Schiller Jon 4
Research Summary
AI-generated summary
Orange County Bancorp Director Jon Schiller Receives RSUs, Surrenders Shares
What Happened
- Jon Schiller, a director of Orange County Bancorp, received an award of 866 restricted stock units (RSUs) on 2026-02-19 (acquisition reported at $0.00). The next day (2026-02-20) he recorded a disposition of 995 shares to the issuer (no cash price reported). The filing also shows a derivative/phantom stock award reported on 2026-02-20 (share count/price listed as N/A).
- The RSU grant is a non-cash award; the 995-share disposition is not reported as an open-market sale (price listed as N/A), which commonly indicates shares were surrendered to the company (often to cover tax withholding), rather than sold for cash.
Key Details
- Transaction dates: 2026-02-19 (866 RSUs granted, $0.00 reported acquisition price) and 2026-02-20 (995 shares disposed to issuer, price N/A; derivative grant on 2026-02-20 listed as N/A).
- Shares owned after transaction: Not specified in the provided filing information.
- Notable footnotes:
- F1: The 866 RSUs vest 100% on Feb 20, 2026 (including accumulated dividends), were deferred into the company’s Stock-Based Deferral Plan, and will settle in shares upon the reporting person’s separation from service.
- F2: Phantom stock is the economic equivalent of one share and becomes payable upon the director’s separation of service.

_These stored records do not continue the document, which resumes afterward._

//! Runtime settings.
//!
//! Resolution order: built-in defaults, then the TOML file (explicit path,
//! else `<data_dir>/tvpick/settings.toml` when it exists), then environment
//! overrides (`TVPICK_DB`, `TVPICK_PREFERRED_YEAR`, `TVPICK_SESSION_TTL_SECS`).

use anyhow::{Context, Result};
use serde::{Deserialize, Serialize};
use std::path::{Path, PathBuf};
use std::time::Duration;
use tracing::{debug, info, warn};

use crate::candidates::{SqlitePool, DEFAULT_CANDIDATE_LIMIT, DEFAULT_SIZE_WINDOW};
use crate::error::TvPickError;
use crate::scoring::{
    default_profiles, load_profiles, ScoringEngine, DEFAULT_RECENCY_DECAY, DEFAULT_RECENCY_MONTHS,
};
use crate::selection::{SelectionEngine, DEFAULT_MID_PRICE_RATIO};
use crate::session::{DEFAULT_SESSION_TTL, DEFAULT_SWEEP_INTERVAL};

const APP_DIR: &str = "tvpick";
const SETTINGS_FILE: &str = "settings.toml";
const DB_FILE: &str = "tv.db";

#[derive(Debug, Clone, PartialEq, Serialize, Deserialize)]
#[serde(default)]
pub struct Settings {
    /// Candidate database; defaults to `<data_dir>/tvpick/tv.db`
    pub db_path: Option<PathBuf>,
    /// Custom score profiles; the embedded set is used when unset
    pub profiles_path: Option<PathBuf>,
    pub preferred_year: i32,
    pub size_window: u32,
    pub candidate_limit: usize,
    pub mid_price_ratio: f64,
    pub recency_decay: f64,
    pub recency_months: i64,
    pub session_ttl_secs: u64,
    pub sweep_interval_secs: u64,
}

impl Default for Settings {
    fn default() -> Self {
        Self {
            db_path: None,
            profiles_path: None,
            preferred_year: 2026,
            size_window: DEFAULT_SIZE_WINDOW,
            candidate_limit: DEFAULT_CANDIDATE_LIMIT,
            mid_price_ratio: DEFAULT_MID_PRICE_RATIO,
            recency_decay: DEFAULT_RECENCY_DECAY,
            recency_months: DEFAULT_RECENCY_MONTHS,
            session_ttl_secs: DEFAULT_SESSION_TTL.as_secs(),
            sweep_interval_secs: DEFAULT_SWEEP_INTERVAL.as_secs(),
        }
    }
}

/// `<data_dir>/tvpick`, if the platform has a data directory.
pub fn data_dir() -> Option<PathBuf> {
    dirs::data_dir().map(|d| d.join(APP_DIR))
}

impl Settings {
    /// Load settings from `path`, or from the default location when `None`.
    /// A missing default file is not an error; a missing explicit file is.
    pub fn load(path: Option<&Path>) -> Result<Self> {
        let mut settings = match path {
            Some(p) => Self::from_file(p)?,
            None => match data_dir().map(|d| d.join(SETTINGS_FILE)) {
                Some(p) if p.exists() => Self::from_file(&p)?,
                _ => {
                    debug!("No settings file found, using defaults");
                    Self::default()
                }
            },
        };
        settings.apply_env(|key| std::env::var(key).ok());
        settings.validate()?;
        Ok(settings)
    }

    pub fn from_file(path: &Path) -> Result<Self> {
        let content = std::fs::read_to_string(path)
            .with_context(|| format!("Failed to read settings file {:?}", path))?;
        let settings: Settings = toml::from_str(&content)
            .with_context(|| format!("Invalid settings TOML in {:?}", path))?;
        info!("Loaded settings from {:?}", path);
        Ok(settings)
    }

    /// Apply environment overrides through `lookup` so tests need not touch
    /// the process environment.
    pub fn apply_env<F>(&mut self, lookup: F)
    where
        F: Fn(&str) -> Option<String>,
    {
        if let Some(db) = lookup("TVPICK_DB").filter(|v| !v.trim().is_empty()) {
            self.db_path = Some(PathBuf::from(db));
        }
        if let Some(raw) = lookup("TVPICK_PREFERRED_YEAR") {
            match raw.trim().parse::<i32>() {
                Ok(year) => self.preferred_year = year,
                Err(_) => warn!("Ignoring invalid TVPICK_PREFERRED_YEAR={:?}", raw),
            }
        }
        if let Some(raw) = lookup("TVPICK_SESSION_TTL_SECS") {
            match raw.trim().parse::<u64>() {
                Ok(secs) if secs > 0 => self.session_ttl_secs = secs,
                _ => warn!("Ignoring invalid TVPICK_SESSION_TTL_SECS={:?}", raw),
            }
        }
    }

    pub fn validate(&self) -> Result<(), TvPickError> {
        if !(0.0..=1.0).contains(&self.mid_price_ratio) {
            return Err(TvPickError::Config(format!(
                "mid_price_ratio must be within [0, 1], got {}",
                self.mid_price_ratio
            )));
        }
        if !self.recency_decay.is_finite() || self.recency_decay < 0.0 {
            return Err(TvPickError::Config(format!(
                "recency_decay must be a non-negative number, got {}",
                self.recency_decay
            )));
        }
        if self.candidate_limit == 0 {
            return Err(TvPickError::Config(
                "candidate_limit must be at least 1".to_string(),
            ));
        }
        Ok(())
    }

    /// Candidate database path, falling back to the data directory.
    pub fn resolved_db_path(&self) -> Result<PathBuf, TvPickError> {
        match &self.db_path {
            Some(p) => Ok(p.clone()),
            None => data_dir().map(|d| d.join(DB_FILE)).ok_or_else(|| {
                TvPickError::Config(
                    "No data directory on this platform; set db_path or TVPICK_DB".to_string(),
                )
            }),
        }
    }

    /// Scoring engine with the configured profiles and decay policy.
    pub fn scoring_engine(&self) -> Result<ScoringEngine> {
        let profiles = match &self.profiles_path {
            Some(p) => load_profiles(p)?,
            None => default_profiles(),
        };
        Ok(ScoringEngine::new(profiles).with_recency(self.recency_months, self.recency_decay))
    }

    pub fn selection_engine(&self) -> SelectionEngine {
        SelectionEngine::new(self.preferred_year).with_mid_price_ratio(self.mid_price_ratio)
    }

    /// Open the SQLite candidate pool with the configured window and limit.
    pub fn open_pool(&self) -> Result<SqlitePool, TvPickError> {
        let path = self.resolved_db_path()?;
        Ok(SqlitePool::open(&path)?
            .with_size_window(self.size_window)
            .with_limit(self.candidate_limit))
    }

    pub fn session_ttl(&self) -> Duration {
        Duration::from_secs(self.session_ttl_secs)
    }

    pub fn sweep_interval(&self) -> Duration {
        Duration::from_secs(self.sweep_interval_secs.max(1))
    }
}
//! Profile-driven scoring.
//!
//! Every metric a profile weights is normalized over the candidate list
//! being scored, so the same candidate can score differently against a
//! different pool. Scores are deterministic for a given list and "now".

use std::collections::BTreeMap;

use tracing::debug;

use crate::candidates::{Candidate, LaunchPeriod};
use crate::error::TvPickError;

use super::types::*;

/// Launches older than this many months are decayed.
pub const DEFAULT_RECENCY_MONTHS: i64 = 12;
/// Multiplier applied to stale launches.
pub const DEFAULT_RECENCY_DECAY: f64 = 0.92;

/// The scoring engine.
///
/// Holds the loaded profiles and the recency-decay policy. Immutable once
/// built, so one engine can be shared by every session.
pub struct ScoringEngine {
    profiles: ProfileSet,
    recency_months: i64,
    recency_decay: f64,
}

/// Observed range of one metric over a candidate list.
#[derive(Debug, Clone, Copy)]
struct Range {
    lo: f64,
    hi: f64,
}

impl ScoringEngine {
    /// Create an engine with the given profiles and the default decay policy.
    pub fn new(profiles: ProfileSet) -> Self {
        Self {
            profiles,
            recency_months: DEFAULT_RECENCY_MONTHS,
            recency_decay: DEFAULT_RECENCY_DECAY,
        }
    }

    pub fn with_recency(mut self, months: i64, decay: f64) -> Self {
        self.recency_months = months;
        self.recency_decay = decay;
        self
    }

    pub fn profiles(&self) -> &ProfileSet {
        &self.profiles
    }

    /// Score candidates against the profile for `scene`.
    ///
    /// # Arguments
    /// * `candidates` - Pool to score; nothing is dropped
    /// * `scene` - Profile key, e.g. `"ps5"` or `"newest"`
    /// * `now` - Reference month for recency decay
    pub fn score(
        &self,
        candidates: Vec<Candidate>,
        scene: &str,
        now: LaunchPeriod,
    ) -> Result<Vec<ScoredCandidate>, TvPickError> {
        let profile = self.profiles.require(scene)?;
        let scored = self.score_with(candidates, profile, now);
        debug!("Scored {} candidates for scene {}", scored.len(), scene);
        Ok(scored)
    }

    /// Score candidates against an explicit profile.
    pub fn score_with(
        &self,
        candidates: Vec<Candidate>,
        profile: &ScoreProfile,
        now: LaunchPeriod,
    ) -> Vec<ScoredCandidate> {
        let ranges = metric_ranges(&candidates, profile);

        candidates
            .into_iter()
            .map(|candidate| {
                let mut contributions = BTreeMap::new();
                let mut base = 0.0;

                for (metric, weight) in &profile.weights {
                    let n = normalized(&candidate, metric, profile, ranges.get(metric.as_str()));
                    let part = n * weight;
                    contributions.insert(metric.clone(), part);
                    base += part;
                }

                let mut score = base;
                let mut adjustments = Vec::new();

                for rule in &profile.penalties {
                    if penalty_fires(&candidate, rule) {
                        score *= rule.multiplier;
                        adjustments.push(rule.to_string());
                    }
                }

                if let Some(launch) = candidate.launch {
                    if launch.months_before(now) > self.recency_months {
                        score *= self.recency_decay;
                        adjustments.push(format!(
                            "上市超过{}个月 ×{}",
                            self.recency_months, self.recency_decay
                        ));
                    }
                }

                ScoredCandidate {
                    candidate,
                    score,
                    contributions,
                    adjustments,
                }
            })
            .collect()
    }
}

/// Min/max of every non-boolean weighted metric, ignoring absent values.
/// A metric with no values at all gets the range [0, 1].
fn metric_ranges<'a>(
    candidates: &[Candidate],
    profile: &'a ScoreProfile,
) -> BTreeMap<&'a str, Range> {
    profile
        .weights
        .keys()
        .filter(|m| !profile.boolean.contains(*m))
        .map(|metric| {
            let mut values = candidates
                .iter()
                .filter_map(|c| c.metric(metric))
                .map(|v| v.as_f64())
                .filter(|v| v.is_finite());

            let range = match values.next() {
                Some(first) => values.fold(Range { lo: first, hi: first }, |r, v| Range {
                    lo: r.lo.min(v),
                    hi: r.hi.max(v),
                }),
                None => Range { lo: 0.0, hi: 1.0 },
            };
            (metric.as_str(), range)
        })
        .collect()
}

/// Normalized value in [0, 1]. Absent metrics contribute 0.
fn normalized(
    candidate: &Candidate,
    metric: &str,
    profile: &ScoreProfile,
    range: Option<&Range>,
) -> f64 {
    let Some(value) = candidate.metric(metric) else {
        return 0.0;
    };

    if profile.boolean.contains(metric) {
        return if value.as_bool() { 1.0 } else { 0.0 };
    }

    let x = value.as_f64();
    let Some(range) = range else {
        return 0.0;
    };
    if !x.is_finite() {
        return 0.0;
    }
    if range.hi <= range.lo {
        // every present value is equal
        return 1.0;
    }

    let n = ((x - range.lo) / (range.hi - range.lo)).clamp(0.0, 1.0);
    if profile.inverted.contains(metric) {
        1.0 - n
    } else {
        n
    }
}

fn penalty_fires(candidate: &Candidate, rule: &PenaltyRule) -> bool {
    let value = candidate.metric(&rule.metric);
    match rule.condition {
        PenaltyCondition::IsAbsent => value.is_none(),
        PenaltyCondition::IsPresent => value.is_some(),
        PenaltyCondition::Compare { op, threshold } => {
            value.is_some_and(|v| op.holds(v.as_f64(), threshold))
        }
    }
}
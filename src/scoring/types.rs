//! Type definitions for scene score profiles.
//!
//! Profiles deserialize from TOML (see `config/score_profiles.toml`) and
//! scored output serializes to JSON for the CLI.

use std::collections::{BTreeMap, BTreeSet};
use std::fmt;

use serde::{Deserialize, Serialize};

use crate::candidates::Candidate;

// =============================================================================
// CONFIGURATION TYPES (loaded from TOML)
// =============================================================================

/// Root of a profile file: scene key -> profile.
#[derive(Debug, Clone, Deserialize)]
pub struct ProfileSet {
    pub profiles: BTreeMap<String, ScoreProfile>,
}

/// Weights, orientation and penalties for one scene.
#[derive(Debug, Clone, Deserialize)]
pub struct ScoreProfile {
    /// Short human-readable summary shown in long-form replies
    #[serde(default)]
    pub description: String,
    /// Metric name -> non-negative weight
    pub weights: BTreeMap<String, f64>,
    /// Metrics where lower raw values are better
    #[serde(default)]
    pub inverted: BTreeSet<String>,
    /// Metrics read as true/false rather than normalized over a range
    #[serde(default)]
    pub boolean: BTreeSet<String>,
    /// Multipliers applied in order after the weighted sum
    #[serde(default)]
    pub penalties: Vec<PenaltyRule>,
}

/// A conditional multiplier on the running score.
#[derive(Debug, Clone, PartialEq, Deserialize)]
#[serde(try_from = "RawPenalty")]
pub struct PenaltyRule {
    pub metric: String,
    pub condition: PenaltyCondition,
    pub multiplier: f64,
}

#[derive(Debug, Clone, Copy, PartialEq)]
pub enum PenaltyCondition {
    /// Fires when the metric is present and `value <op> threshold` holds.
    Compare { op: CompareOp, threshold: f64 },
    /// Fires when the metric has no value.
    IsAbsent,
    /// Fires when the metric has a value.
    IsPresent,
}

#[derive(Debug, Clone, Copy, PartialEq, Eq)]
pub enum CompareOp {
    Gt,
    Ge,
    Lt,
    Le,
    Eq,
    Ne,
}

impl CompareOp {
    pub fn holds(&self, value: f64, threshold: f64) -> bool {
        match self {
            CompareOp::Gt => value > threshold,
            CompareOp::Ge => value >= threshold,
            CompareOp::Lt => value < threshold,
            CompareOp::Le => value <= threshold,
            CompareOp::Eq => value == threshold,
            CompareOp::Ne => value != threshold,
        }
    }

    fn symbol(&self) -> &'static str {
        match self {
            CompareOp::Gt => ">",
            CompareOp::Ge => ">=",
            CompareOp::Lt => "<",
            CompareOp::Le => "<=",
            CompareOp::Eq => "==",
            CompareOp::Ne => "!=",
        }
    }
}

/// Penalty as written in TOML: `op` is a comparison symbol or
/// `is_null` / `not_null`, and `value` is required for comparisons.
#[derive(Debug, Deserialize)]
struct RawPenalty {
    metric: String,
    op: String,
    #[serde(default)]
    value: Option<f64>,
    multiplier: f64,
}

impl TryFrom<RawPenalty> for PenaltyRule {
    type Error = String;

    fn try_from(raw: RawPenalty) -> Result<Self, Self::Error> {
        let op = match raw.op.trim() {
            ">" => Some(CompareOp::Gt),
            ">=" => Some(CompareOp::Ge),
            "<" => Some(CompareOp::Lt),
            "<=" => Some(CompareOp::Le),
            "==" => Some(CompareOp::Eq),
            "!=" => Some(CompareOp::Ne),
            "is_null" | "not_null" => None,
            other => return Err(format!("unknown penalty operator '{}'", other)),
        };

        let condition = match (op, raw.op.trim()) {
            (Some(op), _) => {
                let threshold = raw.value.ok_or_else(|| {
                    format!(
                        "penalty on '{}' with operator '{}' needs a value",
                        raw.metric, raw.op
                    )
                })?;
                PenaltyCondition::Compare { op, threshold }
            }
            (None, "is_null") => PenaltyCondition::IsAbsent,
            (None, _) => PenaltyCondition::IsPresent,
        };

        Ok(PenaltyRule {
            metric: raw.metric,
            condition,
            multiplier: raw.multiplier,
        })
    }
}

impl fmt::Display for PenaltyRule {
    fn fmt(&self, f: &mut fmt::Formatter<'_>) -> fmt::Result {
        match self.condition {
            PenaltyCondition::Compare { op, threshold } => write!(
                f,
                "{} {} {} ×{}",
                self.metric,
                op.symbol(),
                threshold,
                self.multiplier
            ),
            PenaltyCondition::IsAbsent => write!(f, "{} 缺失 ×{}", self.metric, self.multiplier),
            PenaltyCondition::IsPresent => write!(f, "{} 存在 ×{}", self.metric, self.multiplier),
        }
    }
}

// =============================================================================
// OUTPUT TYPES
// =============================================================================

/// A candidate annotated with its final score.
#[derive(Debug, Clone, Serialize)]
pub struct ScoredCandidate {
    pub candidate: Candidate,
    pub score: f64,
    /// Weighted contribution of each profile metric to the base score
    pub contributions: BTreeMap<String, f64>,
    /// Human-readable list of multipliers that fired
    pub adjustments: Vec<String>,
}

#[cfg(test)]
mod tests {
    use super::*;

    #[test]
    fn test_penalty_deserialize_comparison() {
        let toml_src = r#"
            metric = "input_lag_ms_60hz"
            op = ">"
            value = 20.0
            multiplier = 0.85
        "#;
        let rule: PenaltyRule = toml::from_str(toml_src).unwrap();
        assert_eq!(rule.metric, "input_lag_ms_60hz");
        assert_eq!(
            rule.condition,
            PenaltyCondition::Compare {
                op: CompareOp::Gt,
                threshold: 20.0
            }
        );
        assert_eq!(rule.multiplier, 0.85);
    }

    #[test]
    fn test_penalty_deserialize_absence() {
        let rule: PenaltyRule =
            toml::from_str("metric = \"vrr\"\nop = \"is_null\"\nmultiplier = 0.9").unwrap();
        assert_eq!(rule.condition, PenaltyCondition::IsAbsent);

        let rule: PenaltyRule =
            toml::from_str("metric = \"vrr\"\nop = \"not_null\"\nmultiplier = 1.1").unwrap();
        assert_eq!(rule.condition, PenaltyCondition::IsPresent);
    }

    #[test]
    fn test_penalty_rejects_bad_operator_or_missing_value() {
        assert!(toml::from_str::<PenaltyRule>(
            "metric = \"x\"\nop = \"~\"\nvalue = 1.0\nmultiplier = 0.5"
        )
        .is_err());
        assert!(toml::from_str::<PenaltyRule>("metric = \"x\"\nop = \"<\"\nmultiplier = 0.5").is_err());
    }

    #[test]
    fn test_compare_op_holds() {
        assert!(CompareOp::Gt.holds(3.0, 2.0));
        assert!(!CompareOp::Gt.holds(2.0, 2.0));
        assert!(CompareOp::Ge.holds(2.0, 2.0));
        assert!(CompareOp::Lt.holds(1.0, 2.0));
        assert!(CompareOp::Le.holds(2.0, 2.0));
        assert!(CompareOp::Eq.holds(1.0, 1.0));
        assert!(CompareOp::Ne.holds(1.0, 0.0));
    }
}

- F3: Additional RSUs vest 100% on Feb 19, 2027 and settle in shares upon separation.
- Filing timeliness: Report filed 2026-02-23 covering transactions on 2026-02-19 and 2026-02-20 — the filing date appears timely under the SEC two-business-day rule.
Context
- Dispositions "to the issuer" typically reflect shares surrendered to the company to satisfy tax-withholding obligations when awards vest; they are not the same as open-market sales and do not necessarily indicate negative market sentiment.
- The RSUs and phantom stock are deferred/derivative awards that generally settle in cash or shares upon separation from service, so these transactions reflect compensation mechanics rather than active trading by the director.